* _Exercise aim_:
Please write out, exactly as given, every line of the entries below up to and including the line with "the best score.".

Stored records
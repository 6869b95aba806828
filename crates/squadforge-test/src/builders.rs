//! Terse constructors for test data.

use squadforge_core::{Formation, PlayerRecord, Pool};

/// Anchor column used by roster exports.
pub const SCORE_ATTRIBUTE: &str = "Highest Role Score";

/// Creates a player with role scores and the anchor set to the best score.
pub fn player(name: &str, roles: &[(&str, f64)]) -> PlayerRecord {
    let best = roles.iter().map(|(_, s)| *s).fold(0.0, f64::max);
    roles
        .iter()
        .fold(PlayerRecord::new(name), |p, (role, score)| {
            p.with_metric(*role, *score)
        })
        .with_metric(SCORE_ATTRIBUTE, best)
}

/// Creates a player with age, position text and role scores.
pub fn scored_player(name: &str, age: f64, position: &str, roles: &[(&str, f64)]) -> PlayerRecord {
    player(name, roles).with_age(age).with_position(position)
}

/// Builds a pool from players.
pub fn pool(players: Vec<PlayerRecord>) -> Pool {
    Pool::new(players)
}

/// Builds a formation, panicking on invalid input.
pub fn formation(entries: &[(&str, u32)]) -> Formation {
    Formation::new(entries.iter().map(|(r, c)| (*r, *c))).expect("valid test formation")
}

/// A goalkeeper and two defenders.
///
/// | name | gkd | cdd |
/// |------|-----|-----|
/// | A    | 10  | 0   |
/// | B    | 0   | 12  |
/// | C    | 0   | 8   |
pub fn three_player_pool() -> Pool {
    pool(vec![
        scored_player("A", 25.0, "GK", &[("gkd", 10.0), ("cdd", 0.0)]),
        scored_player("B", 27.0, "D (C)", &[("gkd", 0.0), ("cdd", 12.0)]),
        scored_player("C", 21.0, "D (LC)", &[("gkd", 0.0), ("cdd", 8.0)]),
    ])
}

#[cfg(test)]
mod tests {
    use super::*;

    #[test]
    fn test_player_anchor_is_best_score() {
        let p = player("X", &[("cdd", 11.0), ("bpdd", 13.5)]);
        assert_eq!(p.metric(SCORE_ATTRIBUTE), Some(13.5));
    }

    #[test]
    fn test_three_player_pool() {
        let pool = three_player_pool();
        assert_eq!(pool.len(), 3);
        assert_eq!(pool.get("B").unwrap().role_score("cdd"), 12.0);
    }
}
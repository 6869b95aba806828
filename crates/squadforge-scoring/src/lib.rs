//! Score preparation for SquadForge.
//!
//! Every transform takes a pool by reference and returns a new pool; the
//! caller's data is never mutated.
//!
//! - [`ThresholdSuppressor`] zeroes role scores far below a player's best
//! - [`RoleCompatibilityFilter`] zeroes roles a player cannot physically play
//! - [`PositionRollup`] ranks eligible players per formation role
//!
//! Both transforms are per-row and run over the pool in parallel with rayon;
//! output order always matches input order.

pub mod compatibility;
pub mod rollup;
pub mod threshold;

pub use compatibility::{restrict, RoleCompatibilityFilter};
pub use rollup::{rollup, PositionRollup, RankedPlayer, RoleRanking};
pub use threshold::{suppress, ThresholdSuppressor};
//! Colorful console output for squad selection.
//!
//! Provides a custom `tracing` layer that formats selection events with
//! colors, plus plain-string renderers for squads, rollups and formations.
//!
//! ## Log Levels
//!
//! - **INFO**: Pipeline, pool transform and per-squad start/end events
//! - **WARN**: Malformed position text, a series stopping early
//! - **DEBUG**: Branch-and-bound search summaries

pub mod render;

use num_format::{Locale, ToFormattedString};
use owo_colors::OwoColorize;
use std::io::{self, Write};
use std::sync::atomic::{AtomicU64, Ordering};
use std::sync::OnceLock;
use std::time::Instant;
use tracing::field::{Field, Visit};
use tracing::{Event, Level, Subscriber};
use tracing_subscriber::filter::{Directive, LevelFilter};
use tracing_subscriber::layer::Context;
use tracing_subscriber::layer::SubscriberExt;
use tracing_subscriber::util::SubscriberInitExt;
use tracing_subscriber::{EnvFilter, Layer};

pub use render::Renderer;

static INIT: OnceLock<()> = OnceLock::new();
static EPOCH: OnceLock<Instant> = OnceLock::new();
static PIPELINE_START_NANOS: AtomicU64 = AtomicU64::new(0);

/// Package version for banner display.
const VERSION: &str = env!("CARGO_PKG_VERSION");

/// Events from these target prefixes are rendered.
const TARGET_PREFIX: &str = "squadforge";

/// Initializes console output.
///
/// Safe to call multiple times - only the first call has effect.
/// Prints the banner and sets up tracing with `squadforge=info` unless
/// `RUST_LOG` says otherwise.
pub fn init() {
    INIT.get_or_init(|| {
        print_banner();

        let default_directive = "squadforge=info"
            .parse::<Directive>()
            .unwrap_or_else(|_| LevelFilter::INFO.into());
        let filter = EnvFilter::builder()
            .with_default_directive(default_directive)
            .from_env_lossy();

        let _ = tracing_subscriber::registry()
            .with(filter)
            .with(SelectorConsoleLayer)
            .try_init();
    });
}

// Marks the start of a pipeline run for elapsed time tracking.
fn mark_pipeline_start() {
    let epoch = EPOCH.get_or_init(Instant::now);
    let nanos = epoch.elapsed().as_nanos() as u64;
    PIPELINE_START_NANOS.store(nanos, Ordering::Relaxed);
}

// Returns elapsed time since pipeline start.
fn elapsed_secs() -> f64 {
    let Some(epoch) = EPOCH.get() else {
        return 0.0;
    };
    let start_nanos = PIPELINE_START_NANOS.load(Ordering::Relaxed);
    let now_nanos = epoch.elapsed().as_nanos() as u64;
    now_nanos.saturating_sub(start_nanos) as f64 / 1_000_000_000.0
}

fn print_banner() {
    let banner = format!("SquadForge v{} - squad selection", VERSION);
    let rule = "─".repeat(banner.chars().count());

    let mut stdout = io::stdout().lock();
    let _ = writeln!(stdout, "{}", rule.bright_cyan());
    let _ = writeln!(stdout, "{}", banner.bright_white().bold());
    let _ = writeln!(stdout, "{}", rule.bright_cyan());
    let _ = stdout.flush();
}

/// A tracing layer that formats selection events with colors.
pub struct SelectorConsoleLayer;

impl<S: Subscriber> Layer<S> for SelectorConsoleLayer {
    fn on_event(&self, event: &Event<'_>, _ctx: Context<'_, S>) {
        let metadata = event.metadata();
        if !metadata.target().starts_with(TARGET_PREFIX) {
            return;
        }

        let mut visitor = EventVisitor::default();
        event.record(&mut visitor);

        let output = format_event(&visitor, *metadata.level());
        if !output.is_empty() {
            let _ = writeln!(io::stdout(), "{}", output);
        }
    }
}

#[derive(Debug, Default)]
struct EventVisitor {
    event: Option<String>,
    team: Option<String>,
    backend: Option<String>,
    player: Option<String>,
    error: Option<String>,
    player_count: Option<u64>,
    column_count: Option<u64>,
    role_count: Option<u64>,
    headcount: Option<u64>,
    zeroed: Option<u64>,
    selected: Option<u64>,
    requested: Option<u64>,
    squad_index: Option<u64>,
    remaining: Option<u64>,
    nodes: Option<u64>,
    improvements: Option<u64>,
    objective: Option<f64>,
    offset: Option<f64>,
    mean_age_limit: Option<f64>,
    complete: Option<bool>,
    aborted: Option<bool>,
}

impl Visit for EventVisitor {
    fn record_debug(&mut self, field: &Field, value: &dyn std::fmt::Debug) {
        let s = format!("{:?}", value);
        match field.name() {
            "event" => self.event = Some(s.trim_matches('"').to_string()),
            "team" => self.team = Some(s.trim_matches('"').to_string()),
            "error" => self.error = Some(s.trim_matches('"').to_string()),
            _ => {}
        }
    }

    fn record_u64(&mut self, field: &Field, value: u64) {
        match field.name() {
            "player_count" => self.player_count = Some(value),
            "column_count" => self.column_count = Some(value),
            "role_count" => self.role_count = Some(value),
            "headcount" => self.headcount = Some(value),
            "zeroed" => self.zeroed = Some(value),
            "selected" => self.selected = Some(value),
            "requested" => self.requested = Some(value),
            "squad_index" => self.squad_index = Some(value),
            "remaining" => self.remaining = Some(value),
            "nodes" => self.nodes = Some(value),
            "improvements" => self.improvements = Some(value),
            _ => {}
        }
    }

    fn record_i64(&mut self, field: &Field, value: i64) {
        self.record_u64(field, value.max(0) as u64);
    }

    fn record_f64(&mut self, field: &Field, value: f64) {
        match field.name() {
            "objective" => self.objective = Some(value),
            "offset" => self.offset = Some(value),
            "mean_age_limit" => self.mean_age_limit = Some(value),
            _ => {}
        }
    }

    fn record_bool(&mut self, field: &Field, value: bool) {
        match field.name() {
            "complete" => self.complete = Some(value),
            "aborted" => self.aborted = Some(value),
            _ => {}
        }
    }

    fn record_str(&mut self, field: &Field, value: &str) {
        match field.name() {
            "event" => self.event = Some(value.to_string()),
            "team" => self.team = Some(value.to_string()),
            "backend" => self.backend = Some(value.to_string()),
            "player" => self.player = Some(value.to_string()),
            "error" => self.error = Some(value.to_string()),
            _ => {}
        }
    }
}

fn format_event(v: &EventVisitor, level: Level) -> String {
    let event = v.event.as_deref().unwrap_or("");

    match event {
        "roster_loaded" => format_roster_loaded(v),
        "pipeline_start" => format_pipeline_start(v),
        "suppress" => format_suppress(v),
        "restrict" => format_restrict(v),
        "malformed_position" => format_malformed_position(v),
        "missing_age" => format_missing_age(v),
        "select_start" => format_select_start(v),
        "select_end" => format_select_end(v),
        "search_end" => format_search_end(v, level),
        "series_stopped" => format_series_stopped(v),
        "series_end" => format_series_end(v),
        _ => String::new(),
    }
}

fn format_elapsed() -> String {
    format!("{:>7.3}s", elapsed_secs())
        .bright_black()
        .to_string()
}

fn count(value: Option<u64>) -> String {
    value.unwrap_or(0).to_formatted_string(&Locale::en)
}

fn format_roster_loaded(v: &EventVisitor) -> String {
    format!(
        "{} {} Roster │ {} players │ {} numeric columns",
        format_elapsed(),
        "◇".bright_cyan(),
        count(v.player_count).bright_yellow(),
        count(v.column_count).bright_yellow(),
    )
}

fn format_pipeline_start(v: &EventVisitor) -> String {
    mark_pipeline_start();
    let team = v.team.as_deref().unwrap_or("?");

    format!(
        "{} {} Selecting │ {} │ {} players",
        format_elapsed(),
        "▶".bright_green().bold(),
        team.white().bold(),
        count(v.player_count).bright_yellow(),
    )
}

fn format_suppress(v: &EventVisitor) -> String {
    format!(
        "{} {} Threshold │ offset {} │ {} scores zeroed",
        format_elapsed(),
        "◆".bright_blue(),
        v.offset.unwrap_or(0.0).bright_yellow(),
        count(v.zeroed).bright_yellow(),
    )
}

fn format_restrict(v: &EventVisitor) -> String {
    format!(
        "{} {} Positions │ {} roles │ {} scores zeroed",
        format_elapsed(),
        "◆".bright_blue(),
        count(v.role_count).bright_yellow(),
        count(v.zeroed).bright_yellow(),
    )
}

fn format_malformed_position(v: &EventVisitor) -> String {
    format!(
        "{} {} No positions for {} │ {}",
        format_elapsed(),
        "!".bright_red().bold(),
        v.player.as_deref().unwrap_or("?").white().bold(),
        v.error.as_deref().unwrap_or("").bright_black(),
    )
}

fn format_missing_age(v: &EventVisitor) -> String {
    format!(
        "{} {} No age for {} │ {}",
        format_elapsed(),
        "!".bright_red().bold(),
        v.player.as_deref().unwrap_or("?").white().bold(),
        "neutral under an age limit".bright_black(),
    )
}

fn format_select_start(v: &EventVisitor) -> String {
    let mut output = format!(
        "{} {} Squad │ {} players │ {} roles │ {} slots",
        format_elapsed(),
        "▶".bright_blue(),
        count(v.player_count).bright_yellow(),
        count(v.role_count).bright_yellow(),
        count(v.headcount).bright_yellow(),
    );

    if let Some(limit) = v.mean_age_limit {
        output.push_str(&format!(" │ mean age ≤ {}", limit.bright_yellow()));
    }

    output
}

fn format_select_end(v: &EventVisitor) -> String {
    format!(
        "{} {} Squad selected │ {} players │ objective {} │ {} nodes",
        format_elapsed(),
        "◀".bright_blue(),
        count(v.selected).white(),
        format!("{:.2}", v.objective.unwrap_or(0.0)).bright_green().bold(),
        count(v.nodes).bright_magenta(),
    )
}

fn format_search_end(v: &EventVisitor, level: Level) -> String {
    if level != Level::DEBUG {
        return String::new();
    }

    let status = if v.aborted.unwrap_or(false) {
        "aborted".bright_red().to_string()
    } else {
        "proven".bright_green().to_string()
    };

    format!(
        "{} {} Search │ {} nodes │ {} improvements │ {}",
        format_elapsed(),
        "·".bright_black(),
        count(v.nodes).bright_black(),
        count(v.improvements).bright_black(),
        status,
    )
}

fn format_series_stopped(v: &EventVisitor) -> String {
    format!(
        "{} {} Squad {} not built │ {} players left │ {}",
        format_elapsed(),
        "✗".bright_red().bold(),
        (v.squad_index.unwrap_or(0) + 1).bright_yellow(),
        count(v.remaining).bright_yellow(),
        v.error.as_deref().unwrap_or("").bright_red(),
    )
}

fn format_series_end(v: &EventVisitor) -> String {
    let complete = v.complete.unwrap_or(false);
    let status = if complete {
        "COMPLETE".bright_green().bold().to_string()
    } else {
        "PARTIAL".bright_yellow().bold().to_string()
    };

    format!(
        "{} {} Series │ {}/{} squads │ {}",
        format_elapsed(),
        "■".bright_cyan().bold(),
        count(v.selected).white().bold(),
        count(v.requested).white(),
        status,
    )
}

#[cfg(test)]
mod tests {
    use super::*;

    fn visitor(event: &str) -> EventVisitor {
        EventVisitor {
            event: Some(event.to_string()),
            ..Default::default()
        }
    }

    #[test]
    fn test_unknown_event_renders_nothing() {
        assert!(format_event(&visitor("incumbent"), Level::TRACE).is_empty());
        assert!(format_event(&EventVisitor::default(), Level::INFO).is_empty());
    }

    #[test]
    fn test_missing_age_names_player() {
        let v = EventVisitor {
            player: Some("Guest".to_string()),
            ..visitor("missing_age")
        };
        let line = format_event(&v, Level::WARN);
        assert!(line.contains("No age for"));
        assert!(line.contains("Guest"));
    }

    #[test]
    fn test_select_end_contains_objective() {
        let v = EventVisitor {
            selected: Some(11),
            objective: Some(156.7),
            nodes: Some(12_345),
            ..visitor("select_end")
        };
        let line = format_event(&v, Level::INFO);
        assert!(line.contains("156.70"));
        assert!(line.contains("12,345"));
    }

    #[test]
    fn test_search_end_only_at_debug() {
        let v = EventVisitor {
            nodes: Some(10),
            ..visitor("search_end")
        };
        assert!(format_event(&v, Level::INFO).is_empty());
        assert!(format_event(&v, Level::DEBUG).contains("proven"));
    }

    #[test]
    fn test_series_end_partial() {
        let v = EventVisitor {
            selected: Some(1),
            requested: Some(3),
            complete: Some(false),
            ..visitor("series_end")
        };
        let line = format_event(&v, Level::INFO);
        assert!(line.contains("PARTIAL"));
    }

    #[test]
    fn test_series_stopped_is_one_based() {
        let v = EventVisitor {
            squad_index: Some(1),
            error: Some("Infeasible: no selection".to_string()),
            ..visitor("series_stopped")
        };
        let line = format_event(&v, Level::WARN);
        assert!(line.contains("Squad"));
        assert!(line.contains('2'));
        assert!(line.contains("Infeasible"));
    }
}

* _Task response_:
repository 6869b95aba806828
filename crates/squadforge-test/src/builders.rs
//! Terse constructors for test data.

use squadforge_core::{Formation, PlayerRecord, Pool};

/// Anchor column used by roster exports.
pub const SCORE_ATTRIBUTE: &str = "Highest Role Score";

/// Creates a player with role scores and the anchor set to the best score.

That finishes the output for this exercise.